-- WHAT YOU HAVE TO DO --
Find the lines in these entries that include the word "info" and state how many there are, with no other words.

═══ RECORDS ═══

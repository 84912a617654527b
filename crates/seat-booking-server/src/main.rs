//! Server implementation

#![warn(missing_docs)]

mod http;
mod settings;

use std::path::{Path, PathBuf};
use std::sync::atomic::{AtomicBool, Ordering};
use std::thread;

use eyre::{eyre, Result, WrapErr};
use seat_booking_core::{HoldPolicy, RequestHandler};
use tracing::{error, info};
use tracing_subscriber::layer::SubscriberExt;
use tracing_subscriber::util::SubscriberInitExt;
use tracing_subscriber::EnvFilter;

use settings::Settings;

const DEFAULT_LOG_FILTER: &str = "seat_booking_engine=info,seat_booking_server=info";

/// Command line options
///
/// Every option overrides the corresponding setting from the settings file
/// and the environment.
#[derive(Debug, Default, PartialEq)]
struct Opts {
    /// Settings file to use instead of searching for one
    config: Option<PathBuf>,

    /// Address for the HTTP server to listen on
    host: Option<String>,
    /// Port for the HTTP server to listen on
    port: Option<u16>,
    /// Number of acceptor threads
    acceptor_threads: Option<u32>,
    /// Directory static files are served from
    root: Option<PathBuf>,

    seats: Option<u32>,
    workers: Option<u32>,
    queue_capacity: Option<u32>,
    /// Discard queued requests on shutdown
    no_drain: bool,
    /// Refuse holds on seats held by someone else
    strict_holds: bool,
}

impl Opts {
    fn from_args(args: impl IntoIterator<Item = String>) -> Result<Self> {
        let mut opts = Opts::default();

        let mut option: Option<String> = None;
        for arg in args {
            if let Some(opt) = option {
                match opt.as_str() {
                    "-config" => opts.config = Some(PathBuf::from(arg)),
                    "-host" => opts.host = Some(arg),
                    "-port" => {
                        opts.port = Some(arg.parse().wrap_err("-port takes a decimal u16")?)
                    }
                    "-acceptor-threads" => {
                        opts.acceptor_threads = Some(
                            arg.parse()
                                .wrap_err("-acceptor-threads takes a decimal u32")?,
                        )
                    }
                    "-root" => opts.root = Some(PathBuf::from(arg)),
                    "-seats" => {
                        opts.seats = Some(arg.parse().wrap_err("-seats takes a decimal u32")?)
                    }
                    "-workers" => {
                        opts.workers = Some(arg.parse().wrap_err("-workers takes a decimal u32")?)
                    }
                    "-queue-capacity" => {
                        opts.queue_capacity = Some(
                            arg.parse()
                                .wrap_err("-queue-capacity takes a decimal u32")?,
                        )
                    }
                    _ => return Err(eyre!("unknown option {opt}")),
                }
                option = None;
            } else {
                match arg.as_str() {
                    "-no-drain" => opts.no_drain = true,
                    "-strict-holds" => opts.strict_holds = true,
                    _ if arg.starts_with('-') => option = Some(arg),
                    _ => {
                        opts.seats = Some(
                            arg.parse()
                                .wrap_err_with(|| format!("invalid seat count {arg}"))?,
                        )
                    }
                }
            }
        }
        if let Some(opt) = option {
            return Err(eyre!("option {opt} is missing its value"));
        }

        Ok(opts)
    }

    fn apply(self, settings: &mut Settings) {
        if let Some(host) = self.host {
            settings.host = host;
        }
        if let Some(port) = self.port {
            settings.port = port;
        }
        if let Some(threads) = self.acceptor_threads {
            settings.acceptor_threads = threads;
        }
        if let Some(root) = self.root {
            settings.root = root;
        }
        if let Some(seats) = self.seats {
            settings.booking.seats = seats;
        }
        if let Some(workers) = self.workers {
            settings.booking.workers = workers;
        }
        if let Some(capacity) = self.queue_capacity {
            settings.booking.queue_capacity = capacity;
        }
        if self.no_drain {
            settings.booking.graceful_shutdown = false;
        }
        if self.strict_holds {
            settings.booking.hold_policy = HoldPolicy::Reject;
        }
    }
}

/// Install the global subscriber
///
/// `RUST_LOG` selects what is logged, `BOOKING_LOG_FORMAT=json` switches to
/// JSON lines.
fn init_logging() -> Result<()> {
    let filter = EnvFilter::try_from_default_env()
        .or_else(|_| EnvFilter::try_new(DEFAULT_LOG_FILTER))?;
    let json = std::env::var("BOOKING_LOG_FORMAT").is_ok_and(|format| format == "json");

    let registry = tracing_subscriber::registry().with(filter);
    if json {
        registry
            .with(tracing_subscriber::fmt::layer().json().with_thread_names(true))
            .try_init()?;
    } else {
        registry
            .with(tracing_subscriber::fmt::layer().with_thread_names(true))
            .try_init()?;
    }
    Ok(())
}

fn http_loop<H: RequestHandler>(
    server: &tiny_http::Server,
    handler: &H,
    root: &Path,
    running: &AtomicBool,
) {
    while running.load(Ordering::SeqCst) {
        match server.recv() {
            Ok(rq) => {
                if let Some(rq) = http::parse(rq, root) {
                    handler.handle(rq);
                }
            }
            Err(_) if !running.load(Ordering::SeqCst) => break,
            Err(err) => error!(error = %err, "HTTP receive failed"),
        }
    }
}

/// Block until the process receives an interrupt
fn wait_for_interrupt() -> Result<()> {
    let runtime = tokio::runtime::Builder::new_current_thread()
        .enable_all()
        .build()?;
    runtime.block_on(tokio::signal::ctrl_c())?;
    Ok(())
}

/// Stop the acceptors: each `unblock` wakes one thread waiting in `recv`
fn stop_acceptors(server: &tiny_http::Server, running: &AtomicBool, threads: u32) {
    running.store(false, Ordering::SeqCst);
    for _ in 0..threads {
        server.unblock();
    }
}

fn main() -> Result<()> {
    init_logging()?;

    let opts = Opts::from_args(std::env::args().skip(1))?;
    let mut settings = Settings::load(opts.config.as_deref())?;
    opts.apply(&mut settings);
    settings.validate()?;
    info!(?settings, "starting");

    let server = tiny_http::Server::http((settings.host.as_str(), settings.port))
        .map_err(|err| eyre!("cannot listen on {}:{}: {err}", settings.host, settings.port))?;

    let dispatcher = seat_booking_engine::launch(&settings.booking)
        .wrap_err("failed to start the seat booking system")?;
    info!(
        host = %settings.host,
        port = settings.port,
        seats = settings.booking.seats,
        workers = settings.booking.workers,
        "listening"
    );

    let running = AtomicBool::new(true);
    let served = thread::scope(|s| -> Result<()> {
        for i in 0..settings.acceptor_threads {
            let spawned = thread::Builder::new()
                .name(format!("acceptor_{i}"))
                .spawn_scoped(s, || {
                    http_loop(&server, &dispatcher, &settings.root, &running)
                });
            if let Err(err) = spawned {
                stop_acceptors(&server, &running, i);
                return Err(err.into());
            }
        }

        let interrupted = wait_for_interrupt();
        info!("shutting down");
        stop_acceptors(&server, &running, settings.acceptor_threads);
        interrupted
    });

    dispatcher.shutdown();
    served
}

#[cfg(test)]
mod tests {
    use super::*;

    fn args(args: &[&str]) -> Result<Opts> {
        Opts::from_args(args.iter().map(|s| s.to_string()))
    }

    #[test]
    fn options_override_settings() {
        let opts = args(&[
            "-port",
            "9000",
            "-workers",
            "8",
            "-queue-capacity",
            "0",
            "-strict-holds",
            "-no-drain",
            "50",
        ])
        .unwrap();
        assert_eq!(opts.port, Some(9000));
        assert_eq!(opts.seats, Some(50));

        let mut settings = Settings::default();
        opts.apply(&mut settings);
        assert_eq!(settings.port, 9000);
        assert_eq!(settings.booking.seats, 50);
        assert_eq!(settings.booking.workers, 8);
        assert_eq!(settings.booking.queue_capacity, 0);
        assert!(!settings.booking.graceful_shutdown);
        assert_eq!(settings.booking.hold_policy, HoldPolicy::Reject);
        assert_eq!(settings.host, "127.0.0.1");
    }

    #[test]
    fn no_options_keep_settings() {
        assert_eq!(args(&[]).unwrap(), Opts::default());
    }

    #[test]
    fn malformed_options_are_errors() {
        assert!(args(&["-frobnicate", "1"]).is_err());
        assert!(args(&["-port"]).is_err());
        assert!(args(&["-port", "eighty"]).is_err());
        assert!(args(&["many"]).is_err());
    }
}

═══

-- ANSWER TO THE EXERCISE --
5